Herbert me reçut les bras ouverts, et jamais je n'avais encore senti si complètement la douceur d'avoir un ami. Après qu'il m'eût adressé quelques paroles de sympathie et d'encouragement, nous nous assîmes pour examiner la situation et voir ce qu'il fallait faire.

La chaise que Provis avait occupée était encore à la place où elle avait été pendant toute la soirée; car il avait une manière à lui de s'emparer d'un endroit, de s'y établir en remuant sans cesse, et en se mouvant par le même cercle de petits mouvements habituels, avec sa pipe, son tabac tête de nègre, son coutelas, son paquet de cartes et je ne sais quoi encore, comme si tout cela était inscrit d'avance sur une ardoise. Sa chaise était, dis-je, restée où il l'avait laissée. Herbert la prit sans y faire attention; mais un instant après, il la quitta brusquement, la mit de côté et en prit une autre. Il n'est pas besoin de dire après cela, qu'il avait conçu une aversion profonde pour mon protecteur, et je n'eus pas besoin non plus d'avouer la mienne. Nous échangeâmes cette confidence sans proférer une seule syllabe.

«Eh! bien, dis-je à Herbert, quand je le vis établi sur une autre chaise, que faut-il faire?

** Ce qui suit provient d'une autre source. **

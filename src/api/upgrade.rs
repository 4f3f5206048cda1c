//! SQL Level Upgrade API Endpoints

use axum::{routing::post, Json, Router};
use serde::{Deserialize, Serialize};

use crate::policy::SqlLevel;
use crate::upgrade::{check_upgrade, UpgradeProfile, UpgradeVerdict};

#[derive(Debug, Deserialize)]
pub struct UpgradeCheckRequest {
    pub current_level: SqlLevel,
    pub passed_skill_tests: u32,
    pub locked_coins: f64,
    pub target_level: SqlLevel,
}

#[derive(Debug, Serialize)]
pub struct UpgradeCheckResponse {
    pub verdict: UpgradeVerdict,
    pub evaluated_at: String,
}

/// POST /sql/upgrade/check - Check upgrade eligibility for a target level
pub async fn check(Json(payload): Json<UpgradeCheckRequest>) -> Json<UpgradeCheckResponse> {
    let profile = UpgradeProfile {
        current_level: payload.current_level,
        passed_skill_tests: payload.passed_skill_tests,
        locked_coins: payload.locked_coins,
    };

    Json(UpgradeCheckResponse {
        verdict: check_upgrade(&profile, payload.target_level),
        evaluated_at: chrono::Utc::now().to_rfc3339(),
    })
}

/// Create the upgrade API router
pub fn create_upgrade_router() -> Router {
    Router::new().route("/check", post(check))
}
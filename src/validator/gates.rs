//! Validator Eligibility Gates
//!
//! Each gate is an independent hard requirement: passing adds a fixed
//! confidence credit, failing flips the overall verdict to ineligible and
//! records an unmet-criteria message. Gates never short-circuit each other,
//! so an applicant learns every unmet requirement in one pass.

use crate::policy::SqlLevel;
use serde::{Deserialize, Serialize};

use super::evaluator::ValidatorMetrics;

/// Governance-configurable gate thresholds.
#[derive(Debug, Clone, Copy, PartialEq, Serialize, Deserialize)]
pub struct ValidatorRequirements {
    /// Minimum coins locked in staking
    pub min_locked_coins: f64,

    /// Minimum liquid wallet balance
    pub min_wallet_balance: f64,

    /// Lowest SQL level admitted to validation
    pub min_sql_level: SqlLevel,

    /// Complaint ratio must stay strictly below this fraction
    pub max_complaint_ratio: f64,
}

impl Default for ValidatorRequirements {
    fn default() -> Self {
        Self {
            min_locked_coins: 10_000.0,
            min_wallet_balance: 1_000.0,
            min_sql_level: SqlLevel::High,
            max_complaint_ratio: 0.02,
        }
    }
}

/// The fixed gate set, in evaluation order.
#[derive(Debug, Clone, Copy, PartialEq, Eq, Serialize, Deserialize)]
pub enum EligibilityGate {
    /// Locked balance meets the staking floor
    MinimumStake,

    /// Liquid balance meets the wallet floor
    WalletFloor,

    /// SQL level at or above the admission tier
    TrustTier,

    /// Complaint ratio strictly below the ceiling
    ComplaintRatio,
}

/// Gate evaluation order. Unmet-criteria messages follow this sequence.
pub const GATE_ORDER: [EligibilityGate; 4] = [
    EligibilityGate::MinimumStake,
    EligibilityGate::WalletFloor,
    EligibilityGate::TrustTier,
    EligibilityGate::ComplaintRatio,
];

impl EligibilityGate {
    /// Confidence credit awarded when this gate passes.
    pub fn credit(&self) -> i32 {
        match self {
            EligibilityGate::MinimumStake => 30,
            EligibilityGate::WalletFloor => 20,
            EligibilityGate::TrustTier => 20,
            EligibilityGate::ComplaintRatio => 15,
        }
    }

    /// Check this gate against the applicant's metrics.
    pub fn passes(&self, metrics: &ValidatorMetrics, requirements: &ValidatorRequirements) -> bool {
        match self {
            EligibilityGate::MinimumStake => metrics.locked_coins >= requirements.min_locked_coins,
            EligibilityGate::WalletFloor => {
                metrics.wallet_balance >= requirements.min_wallet_balance
            }
            EligibilityGate::TrustTier => metrics.sql_level >= requirements.min_sql_level,
            EligibilityGate::ComplaintRatio => {
                metrics.complaint_ratio() < requirements.max_complaint_ratio
            }
        }
    }

    /// Message recorded when this gate fails.
    pub fn unmet_message(&self, requirements: &ValidatorRequirements) -> String {
        match self {
            EligibilityGate::MinimumStake => format!(
                "Must lock at least {} coins",
                format_amount(requirements.min_locked_coins)
            ),
            EligibilityGate::WalletFloor => format!(
                "Wallet balance must be ≥ {}",
                format_amount(requirements.min_wallet_balance)
            ),
            EligibilityGate::TrustTier => format!(
                "SQL level must be {}",
                admitted_levels(requirements.min_sql_level)
            ),
            EligibilityGate::ComplaintRatio => format!(
                "Complaint ratio must be <{}%",
                format_percent(requirements.max_complaint_ratio)
            ),
        }
    }
}

/// Comma-grouped amount, fraction kept only when non-integral.
fn format_amount(amount: f64) -> String {
    let whole = amount.trunc() as i64;
    let digits = whole.abs().to_string();
    let mut grouped = String::new();
    for (i, c) in digits.chars().enumerate() {
        if i > 0 && (digits.len() - i) % 3 == 0 {
            grouped.push(',');
        }
        grouped.push(c);
    }
    if whole < 0 {
        grouped.insert(0, '-');
    }
    let fraction = amount.fract().abs();
    if fraction > 0.0 {
        // Display the fraction at input precision, dropping the leading "0".
        let tail = format!("{}", fraction);
        grouped.push_str(tail.trim_start_matches('0'));
    }
    grouped
}

/// Ratio rendered as a percentage, rounded to two decimals so binary float
/// noise never leaks into the message (0.02 renders as "2", not
/// "2.0000000000000004").
fn format_percent(ratio: f64) -> String {
    let pct = (ratio * 10_000.0).round() / 100.0;
    format!("{}", pct)
}

/// The admitted levels, lowest first, joined for display ("High or VIP").
fn admitted_levels(min: SqlLevel) -> String {
    let names: Vec<&str> = SqlLevel::ALL
        .iter()
        .filter(|level| **level >= min)
        .map(|level| level.as_str())
        .collect();
    names.join(" or ")
}

#[cfg(test)]
mod tests {
    use super::*;

    #[test]
    fn test_gate_credits() {
        assert_eq!(EligibilityGate::MinimumStake.credit(), 30);
        assert_eq!(EligibilityGate::WalletFloor.credit(), 20);
        assert_eq!(EligibilityGate::TrustTier.credit(), 20);
        assert_eq!(EligibilityGate::ComplaintRatio.credit(), 15);
    }

    #[test]
    fn test_default_messages() {
        let requirements = ValidatorRequirements::default();
        assert_eq!(
            EligibilityGate::MinimumStake.unmet_message(&requirements),
            "Must lock at least 10,000 coins"
        );
        assert_eq!(
            EligibilityGate::WalletFloor.unmet_message(&requirements),
            "Wallet balance must be ≥ 1,000"
        );
        assert_eq!(
            EligibilityGate::TrustTier.unmet_message(&requirements),
            "SQL level must be High or VIP"
        );
        assert_eq!(
            EligibilityGate::ComplaintRatio.unmet_message(&requirements),
            "Complaint ratio must be <2%"
        );
    }

    #[test]
    fn test_amount_grouping() {
        assert_eq!(format_amount(10_000.0), "10,000");
        assert_eq!(format_amount(1_000.0), "1,000");
        assert_eq!(format_amount(999.0), "999");
        assert_eq!(format_amount(1_234_567.0), "1,234,567");
        assert_eq!(format_amount(2_500.5), "2,500.5");
    }

    #[test]
    fn test_percent_rendering() {
        assert_eq!(format_percent(0.02), "2");
        assert_eq!(format_percent(0.015), "1.5");
        assert_eq!(format_percent(0.1), "10");
    }

    #[test]
    fn test_admitted_levels_follow_min() {
        assert_eq!(admitted_levels(SqlLevel::High), "High or VIP");
        assert_eq!(admitted_levels(SqlLevel::Vip), "VIP");
        assert_eq!(
            admitted_levels(SqlLevel::Normal),
            "Normal or High or VIP"
        );
    }
}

--Mon pauvre cher Haendel, répondit-il en se tenant la tête dans les mains, je suis trop abasourdi pour réfléchir à quoi que ce soit.

--Et moi aussi, j'ai été abasourdi quand ce coup est venu fondre sur moi. Cependant il faut faire quelque chose. Il veut faire de nouvelles dépenses, avoir des chevaux, des voitures, et afficher des dehors de prodigalité de toute espèce. Il faut l'arrêter d'une manière ou d'une autre.

--Vous voulez dire que vous ne pouvez accepter....

--Comment le pourrais-je? dis-je, comme Herbert s'arrêtait. Pensez-y donc!... Regardez-le!»

Un frisson involontaire nous parcourut tout le corps.